> Source records
○ ○ ○ ○ ○

use serde::{Deserialize, Deserializer, Serialize};
use serde_json::{Map, Value};
use tracing::debug;

use crate::document;
use crate::error::{DocumentError, DocumentResult};

/// Signing alias reported when the document carries no `algorithm` key.
pub const DEFAULT_ALGORITHM: &str = "HS256";

const ALGORITHM: &str = "algorithm";
const EXPIRES_IN_MINUTES: &str = "expiresInMinutes";
const EXPIRES_IN_SECONDS: &str = "expiresInSeconds";
const AUDIENCE: &str = "audience";
const SUBJECT: &str = "subject";
const ISSUER: &str = "issuer";
const NO_TIMESTAMP: &str = "noTimestamp";
const HEADER: &str = "header";
const PERMISSIONS: &str = "permissions";

const RECOGNIZED_KEYS: [&str; 9] = [
    ALGORITHM,
    EXPIRES_IN_MINUTES,
    EXPIRES_IN_SECONDS,
    AUDIENCE,
    SUBJECT,
    ISSUER,
    NO_TIMESTAMP,
    HEADER,
    PERMISSIONS,
];

/// Options a JWT engine reads when signing, encoding, or validating tokens.
///
/// All state lives in a single JSON document; the typed accessors are views
/// over it, and unrecognized keys ride along untouched so the projection
/// handed to the signer carries everything the source document did. Mutators
/// consume and return the value for chaining:
///
/// ```
/// use jwt_options::JwtOptions;
///
/// let options = JwtOptions::new()
///     .set_algorithm("RS256")
///     .set_issuer("issuer.example")
///     .add_audience("svc-a")
///     .set_expires_in_seconds(3600);
///
/// assert_eq!(options.algorithm().unwrap(), "RS256");
/// ```
///
/// The options object validates nothing: unknown algorithm aliases, coexisting
/// minute/second lifetimes, and empty audiences are all stored as given and
/// judged by the signer.
#[derive(Debug, Clone, Default, PartialEq, Serialize)]
#[serde(transparent)]
pub struct JwtOptions {
    document: Map<String, Value>,
}

impl JwtOptions {
    /// Empty options; every accessor reports its default or absence.
    pub fn new() -> Self {
        Self::default()
    }

    /// Wrap an existing document. The map is taken by value, so no aliased
    /// handle survives outside the options; callers keep a copy by cloning
    /// before the move.
    pub fn from_document(document: Map<String, Value>) -> Self {
        let unrecognized: Vec<&str> = document
            .keys()
            .filter(|key| !RECOGNIZED_KEYS.contains(&key.as_str()))
            .map(String::as_str)
            .collect();
        if !unrecognized.is_empty() {
            debug!(keys = ?unrecognized, "options document retains unrecognized keys");
        }
        Self { document }
    }

    /// Signing algorithm alias; [`DEFAULT_ALGORITHM`] when the key is absent.
    ///
    /// The alias is one of {HS256, HS384, HS512, RS256, RS384, RS512, ES256,
    /// ES384, ES512}; membership is not enforced here, the signer rejects
    /// unknown aliases.
    pub fn algorithm(&self) -> DocumentResult<&str> {
        Ok(document::get_str(&self.document, ALGORITHM)?.unwrap_or(DEFAULT_ALGORITHM))
    }

    /// Token lifetime in minutes.
    pub fn expires_in_minutes(&self) -> DocumentResult<Option<i64>> {
        document::get_i64(&self.document, EXPIRES_IN_MINUTES)
    }

    /// Token lifetime in seconds. May coexist with the minutes variant;
    /// precedence between the two is the signer's decision.
    pub fn expires_in_seconds(&self) -> DocumentResult<Option<i64>> {
        document::get_i64(&self.document, EXPIRES_IN_SECONDS)
    }

    /// Target audiences (`aud` claim), in insertion order.
    pub fn audience(&self) -> DocumentResult<Option<Vec<&str>>> {
        document::get_string_array(&self.document, AUDIENCE)
    }

    /// `sub` claim.
    pub fn subject(&self) -> DocumentResult<Option<&str>> {
        document::get_str(&self.document, SUBJECT)
    }

    /// `iss` claim.
    pub fn issuer(&self) -> DocumentResult<Option<&str>> {
        document::get_str(&self.document, ISSUER)
    }

    /// When true the signer suppresses the issued-at (`iat`) claim.
    pub fn no_timestamp(&self) -> DocumentResult<bool> {
        Ok(document::get_bool(&self.document, NO_TIMESTAMP)?.unwrap_or(false))
    }

    /// Extra JOSE header entries, borrowed from the live backing document.
    pub fn header(&self) -> DocumentResult<Option<&Map<String, Value>>> {
        document::get_object(&self.document, HEADER)
    }

    /// Authorization scopes attached to the token, in insertion order.
    pub fn permissions(&self) -> DocumentResult<Option<Vec<&str>>> {
        document::get_string_array(&self.document, PERMISSIONS)
    }

    /// Store the signing algorithm alias, verbatim.
    pub fn set_algorithm(mut self, algorithm: impl Into<String>) -> Self {
        self.document
            .insert(ALGORITHM.to_owned(), Value::String(algorithm.into()));
        self
    }

    /// Set the token lifetime in minutes. `None` removes the key instead of
    /// storing null.
    pub fn set_expires_in_minutes(mut self, minutes: impl Into<Option<i64>>) -> Self {
        match minutes.into() {
            Some(minutes) => {
                self.document
                    .insert(EXPIRES_IN_MINUTES.to_owned(), Value::from(minutes));
            }
            None => {
                self.document.shift_remove(EXPIRES_IN_MINUTES);
            }
        }
        self
    }

    /// Set the token lifetime in seconds. `None` removes the key instead of
    /// storing null.
    pub fn set_expires_in_seconds(mut self, seconds: impl Into<Option<i64>>) -> Self {
        match seconds.into() {
            Some(seconds) => {
                self.document
                    .insert(EXPIRES_IN_SECONDS.to_owned(), Value::from(seconds));
            }
            None => {
                self.document.shift_remove(EXPIRES_IN_SECONDS);
            }
        }
        self
    }

    /// Replace the audience list with a fresh one built from the input, in
    /// iteration order.
    pub fn set_audience<I, S>(mut self, audience: I) -> Self
    where
        I: IntoIterator<Item = S>,
        S: Into<String>,
    {
        self.document
            .insert(AUDIENCE.to_owned(), string_array(audience));
        self
    }

    /// Append one audience entry, creating the list on first use. Duplicates
    /// are kept.
    pub fn add_audience(mut self, audience: impl Into<String>) -> Self {
        push_string(&mut self.document, AUDIENCE, audience.into());
        self
    }

    /// `sub` claim. Stored verbatim, empty strings included.
    pub fn set_subject(mut self, subject: impl Into<String>) -> Self {
        self.document
            .insert(SUBJECT.to_owned(), Value::String(subject.into()));
        self
    }

    /// `iss` claim. Stored verbatim, empty strings included.
    pub fn set_issuer(mut self, issuer: impl Into<String>) -> Self {
        self.document
            .insert(ISSUER.to_owned(), Value::String(issuer.into()));
        self
    }

    /// Suppress (or restore) generation of the issued-at claim.
    pub fn set_no_timestamp(mut self, no_timestamp: bool) -> Self {
        self.document
            .insert(NO_TIMESTAMP.to_owned(), Value::Bool(no_timestamp));
        self
    }

    /// Merge one entry into the extra JOSE header, creating the object on
    /// first use and overwriting a prior entry under the same name.
    pub fn add_header(mut self, name: impl Into<String>, value: impl Into<String>) -> Self {
        insert_string(&mut self.document, HEADER, name.into(), value.into());
        self
    }

    /// Replace the permissions list with a fresh one built from the input,
    /// in iteration order.
    pub fn set_permissions<I, S>(mut self, permissions: I) -> Self
    where
        I: IntoIterator<Item = S>,
        S: Into<String>,
    {
        self.document
            .insert(PERMISSIONS.to_owned(), string_array(permissions));
        self
    }

    /// Append one permission, creating the list on first use. Duplicates are
    /// kept.
    pub fn add_permission(mut self, permission: impl Into<String>) -> Self {
        push_string(&mut self.document, PERMISSIONS, permission.into());
        self
    }

    /// The live backing document. This borrows the store itself, never a
    /// copy; callers needing isolation clone it.
    pub fn document(&self) -> &Map<String, Value> {
        &self.document
    }

    /// Consume the options and hand the backing document to the caller.
    pub fn into_document(self) -> Map<String, Value> {
        self.document
    }
}

impl From<Map<String, Value>> for JwtOptions {
    fn from(document: Map<String, Value>) -> Self {
        Self::from_document(document)
    }
}

impl TryFrom<Value> for JwtOptions {
    type Error = DocumentError;

    fn try_from(value: Value) -> DocumentResult<Self> {
        match value {
            Value::Object(document) => Ok(Self::from_document(document)),
            other => Err(DocumentError::NotAnObject {
                found: document::type_name(&other),
            }),
        }
    }
}

impl<'de> Deserialize<'de> for JwtOptions {
    fn deserialize<D>(deserializer: D) -> Result<Self, D::Error>
    where
        D: Deserializer<'de>,
    {
        Map::<String, Value>::deserialize(deserializer).map(Self::from_document)
    }
}

fn string_array<I, S>(items: I) -> Value
where
    I: IntoIterator<Item = S>,
    S: Into<String>,
{
    Value::Array(
        items
            .into_iter()
            .map(|item| Value::String(item.into()))
            .collect(),
    )
}

// Mutators stay total on corrupted documents: a non-container value under
// the key is replaced by a fresh container.
fn push_string(document: &mut Map<String, Value>, key: &str, value: String) {
    let entry = document
        .entry(key)
        .or_insert_with(|| Value::Array(Vec::new()));
    match entry {
        Value::Array(items) => items.push(Value::String(value)),
        other => *other = Value::Array(vec![Value::String(value)]),
    }
}

fn insert_string(document: &mut Map<String, Value>, key: &str, name: String, value: String) {
    let entry = document
        .entry(key)
        .or_insert_with(|| Value::Object(Map::new()));
    match entry {
        Value::Object(map) => {
            map.insert(name, Value::String(value));
        }
        other => {
            let mut map = Map::new();
            map.insert(name, Value::String(value));
            *other = Value::Object(map);
        }
    }
}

○ ○ ○ ○ ○

> Prompt
Sift the data above for lines with "first", then copy each one.

> Result for this exercise
    /// Append one audience entry, creating the list on first use. Duplicates
    /// first use and overwriting a prior entry under the same name.
    /// Append one permission, creating the list on first use. Duplicates are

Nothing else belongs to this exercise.